The Cozy: My PS5 gaming library is slowly filling out. My most recent downloads were Divinity: Original Sin II (Larian’s RPG precursor to Baldur’s Gate 3) and Wytchwood, a brain-smoothing little crafting game. Imagine Animal Crossing and Minecraft had a baby that was conceived via a potion brewed by an odd little forest witch and you’ve got the gist.
The Chaotic: Soba has become one of my pantry’s sturdiest workhorses. And when groceries are running especially low, it makes the perfect pre-portioned vehicle for my dwindling veggies and lingering canned stuff. This week, Chaos Soba included the last of our frozen Hatch chile stash from our most recent Santa Fe trip, some miso, a few spoonfuls of canned corn, garlic, butter, and lemon.
CC:
The Cinematic: I’ve been watching a lot of movies lately, and in the spirit of Letterboxd “Last Four Watched,” here are the last four I made it through:
Barbie (2023), with Greta Gerwig’s commentary.

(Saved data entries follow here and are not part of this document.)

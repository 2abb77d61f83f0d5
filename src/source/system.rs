//! Live sampler for the local machine.
//!
//! Combines the docker collector, the host collector and any number of
//! website probes into one [`Sampler`]. Websites appear as services with a
//! `site:` id prefix.

use async_trait::async_trait;
use tokio::task::JoinSet;
use tracing::debug;

use homewatch_adapters::docker::DockerCollector;
use homewatch_adapters::host::HostCollector;
use homewatch_adapters::website::WebsiteProbe;
use homewatch_types::{ServiceSnapshot, SystemMetrics};

use super::{SampleError, Sampler};

/// Samples containers, host metrics and websites.
///
/// A docker failure fails the whole service read: reporting every container
/// as gone would record false downtime. Website probes never fail.
#[derive(Debug)]
pub struct SystemSampler {
    docker: Option<DockerCollector>,
    host: HostCollector,
    websites: Vec<WebsiteProbe>,
    description: String,
}

impl SystemSampler {
    pub fn builder() -> SystemSamplerBuilder {
        SystemSamplerBuilder::default()
    }

    async fn probe_websites(&self) -> Vec<ServiceSnapshot> {
        let mut set = JoinSet::new();
        for (index, probe) in self.websites.iter().cloned().enumerate() {
            set.spawn(async move {
                let result = probe.check().await;
                debug!(
                    "Probe {} up={} status={:?} in {:?}",
                    probe.url(),
                    result.up,
                    result.status,
                    result.response_time
                );
                (index, probe.to_snapshot(&result))
            });
        }

        let mut results = Vec::with_capacity(self.websites.len());
        while let Some(joined) = set.join_next().await {
            match joined {
                Ok(entry) => results.push(entry),
                Err(e) => debug!("Website probe task failed: {}", e),
            }
        }
        results.sort_by_key(|(index, _)| *index);
        results.into_iter().map(|(_, snapshot)| snapshot).collect()
    }
}

#[async_trait]
impl Sampler for SystemSampler {
    async fn services(&self) -> Result<Vec<ServiceSnapshot>, SampleError> {
        let mut services = match &self.docker {
            Some(docker) => docker.collect().await?,
            None => Vec::new(),
        };
        services.extend(self.probe_websites().await);
        Ok(services)
    }

    async fn system(&self) -> Result<SystemMetrics, SampleError> {
        Ok(self.host.collect().await?)
    }

    fn description(&self) -> &str {
        &self.description
    }
}

/// Builder for [`SystemSampler`].
#[derive(Debug, Default)]
pub struct SystemSamplerBuilder {
    docker: Option<DockerCollector>,
    host: Option<HostCollector>,
    websites: Vec<WebsiteProbe>,
}

impl SystemSamplerBuilder {
    /// Include docker containers.
    pub fn docker(mut self, docker: DockerCollector) -> Self {
        self.docker = Some(docker);
        self
    }

    /// Override the host collector (default reads `/proc` and `/`).
    pub fn host(mut self, host: HostCollector) -> Self {
        self.host = Some(host);
        self
    }

    /// Add a website to probe on every sample.
    pub fn website(mut self, probe: WebsiteProbe) -> Self {
        self.websites.push(probe);
        self
    }

    pub fn build(self) -> SystemSampler {
        let mut parts = vec!["host".to_string()];
        if self.docker.is_some() {
            parts.push("docker".to_string());
        }
        if !self.websites.is_empty() {
            parts.push(format!("{} sites", self.websites.len()));
        }

        SystemSampler {
            docker: self.docker,
            host: self.host.unwrap_or_default(),
            websites: self.websites,
            description: format!("system: {}", parts.join(" + ")),
        }
    }
}

#[cfg(test)]
mod tests {
    use super::*;
    use std::time::Duration;

    #[test]
    fn test_description() {
        let sampler = SystemSampler::builder().build();
        assert_eq!(sampler.description(), "system: host");

        let probe = WebsiteProbe::builder()
            .name("blog")
            .url("https://example.com")
            .build()
            .unwrap();
        let sampler = SystemSampler::builder()
            .docker(DockerCollector::new())
            .website(probe)
            .build();
        assert_eq!(sampler.description(), "system: host + docker + 1 sites");
    }

    #[tokio::test]
    async fn test_websites_only_keep_order() {
        let probe = |name: &str, port: u16| {
            WebsiteProbe::builder()
                .name(name)
                .url(format!("http://127.0.0.1:{}", port))
                .timeout(Duration::from_millis(300))
                .build()
                .unwrap()
        };
        let sampler = SystemSampler::builder()
            .website(probe("a", 9))
            .website(probe("b", 9))
            .build();

        let services = sampler.services().await.unwrap();
        let ids: Vec<_> = services.iter().map(|s| s.id.as_str()).collect();
        assert_eq!(ids, vec!["site:a", "site:b"]);
        assert!(services.iter().all(|s| !s.is_running()));
    }

    #[tokio::test]
    async fn test_missing_docker_binary_fails() {
        let docker = DockerCollector::builder()
            .binary("/nonexistent/docker")
            .build();
        let sampler = SystemSampler::builder().docker(docker).build();
        assert!(matches!(
            sampler.services().await,
            Err(SampleError::Adapter(_))
        ));
    }

    #[tokio::test]
    async fn test_host_failure_fails_system() {
        let dir = tempfile::tempdir().unwrap();
        let sampler = SystemSampler::builder()
            .host(HostCollector::new().with_proc_root(dir.path()))
            .build();
        assert!(sampler.system().await.is_err());
    }
}
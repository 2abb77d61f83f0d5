//! Host adapter reading `/proc` and `df`.
//!
//! - **CPU**: `(user + system) * 100 / (user + system + idle)` from the
//!   aggregate `cpu` line of `/proc/stat`. An unreadable `/proc/stat` reads
//!   as 0% instead of failing the collection.
//! - **Memory**: `(MemTotal - MemAvailable) / MemTotal` from `/proc/meminfo`
//! - **Disk**: the `Use%` column of `df -P <mount>`

use std::path::{Path, PathBuf};
use std::time::Duration;

use tracing::debug;

use homewatch_types::SystemMetrics;

use crate::{command, parse_percent, AdapterError};

/// Collects host-wide memory, disk and CPU usage.
#[derive(Debug, Clone)]
pub struct HostCollector {
    proc_root: PathBuf,
    mount: String,
    timeout: Duration,
}

impl HostCollector {
    /// Collector for `/proc` and the root filesystem.
    pub fn new() -> Self {
        Self {
            proc_root: PathBuf::from("/proc"),
            mount: "/".to_string(),
            timeout: Duration::from_secs(5),
        }
    }

    /// Read procfs files from another root (containers mounting the host's /proc elsewhere).
    pub fn with_proc_root(mut self, root: impl Into<PathBuf>) -> Self {
        self.proc_root = root.into();
        self
    }

    /// Report disk usage for a different mount point.
    pub fn with_mount(mut self, mount: impl Into<String>) -> Self {
        self.mount = mount.into();
        self
    }

    pub fn with_timeout(mut self, timeout: Duration) -> Self {
        self.timeout = timeout;
        self
    }

    pub fn proc_root(&self) -> &Path {
        &self.proc_root
    }

    pub async fn collect(&self) -> Result<SystemMetrics, AdapterError> {
        let cpu_percent = match self.read_proc("stat").await {
            Ok(stat) => parse_cpu_percent(&stat).unwrap_or(0.0),
            Err(e) => {
                debug!("CPU usage unavailable: {}", e);
                0.0
            }
        };

        let meminfo = self.read_proc("meminfo").await?;
        let memory_percent = parse_meminfo_percent(&meminfo)
            .ok_or_else(|| AdapterError::Parse("meminfo lacks MemTotal/MemAvailable".into()))?;

        let df = command::run("df", &["-P", self.mount.as_str()], self.timeout).await?;
        let disk_percent = parse_df_percent(&df)
            .ok_or_else(|| AdapterError::Parse(format!("unexpected df output: {}", df.trim())))?;

        Ok(SystemMetrics {
            memory_percent,
            disk_percent,
            cpu_percent,
        })
    }

    async fn read_proc(&self, name: &str) -> Result<String, AdapterError> {
        let path = self.proc_root.join(name);
        match tokio::time::timeout(self.timeout, tokio::fs::read_to_string(&path)).await {
            Err(_) => Err(AdapterError::Timeout(self.timeout)),
            Ok(Err(e)) => Err(AdapterError::Unavailable(format!("{}: {}", path.display(), e))),
            Ok(Ok(content)) => Ok(content),
        }
    }
}

impl Default for HostCollector {
    fn default() -> Self {
        Self::new()
    }
}

/// CPU busy percentage from the aggregate `cpu` line of `/proc/stat`.
pub fn parse_cpu_percent(stat: &str) -> Option<f64> {
    let line = stat.lines().find(|l| l.starts_with("cpu "))?;
    let fields: Vec<f64> = line
        .split_whitespace()
        .skip(1)
        .map(|f| f.parse().ok())
        .collect::<Option<Vec<_>>>()?;

    let user = *fields.first()?;
    let system = *fields.get(2)?;
    let idle = *fields.get(3)?;

    let total = user + system + idle;
    if total <= 0.0 {
        return Some(0.0);
    }
    Some((user + system) * 100.0 / total)
}

/// Used memory percentage from `/proc/meminfo`.
pub fn parse_meminfo_percent(meminfo: &str) -> Option<f64> {
    let field = |name: &str| -> Option<f64> {
        meminfo
            .lines()
            .find_map(|l| l.strip_prefix(name)?.strip_prefix(':'))
            .and_then(|rest| rest.split_whitespace().next())
            .and_then(|v| v.parse().ok())
    };

    let total = field("MemTotal")?;
    let available = field("MemAvailable")?;
    if total <= 0.0 {
        return None;
    }
    Some(((total - available) / total * 100.0).clamp(0.0, 100.0))
}

/// The `Use%` column of the first data row of `df -P`.
pub fn parse_df_percent(df: &str) -> Option<f64> {
    let row = df.lines().skip(1).find(|l| !l.trim().is_empty())?;
    parse_percent(row.split_whitespace().nth(4)?)
}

I non-ironically consider this a cinematic masterpiece and will talk about it for hours if you don’t stop me.
The Stepford Wives (2004). Frank Oz really did something here. I’m not sure what he did was good, per se, but it was an experience
Something’s Gotta Give (2003). Actually the first time I’ve seen this! It’s fun the way Nancy Meyers plays with so many of the same themes in her films, and in such dreamy kitchens.
Dinner at 8 (1933). Goddamn, Jean Harlow is magnificent. I love when Lionel Barrymore plays a good guy. Pre-Code is so fun.
The Cozy (x2): Okay, this is just a chance to share this picture of Maizy taking a nap in the sun.
The Carnations: There were little bouquets out at my favorite donut spot the other day and it got me thinking: should this be the year we bring carnations back? They’re gorgeous, we just associate them with tight budgets and not being loved enough for fancier flowers, so they’ve fallen out of fashion. If you really look at them, I think you’ll agree with me that’s a shame.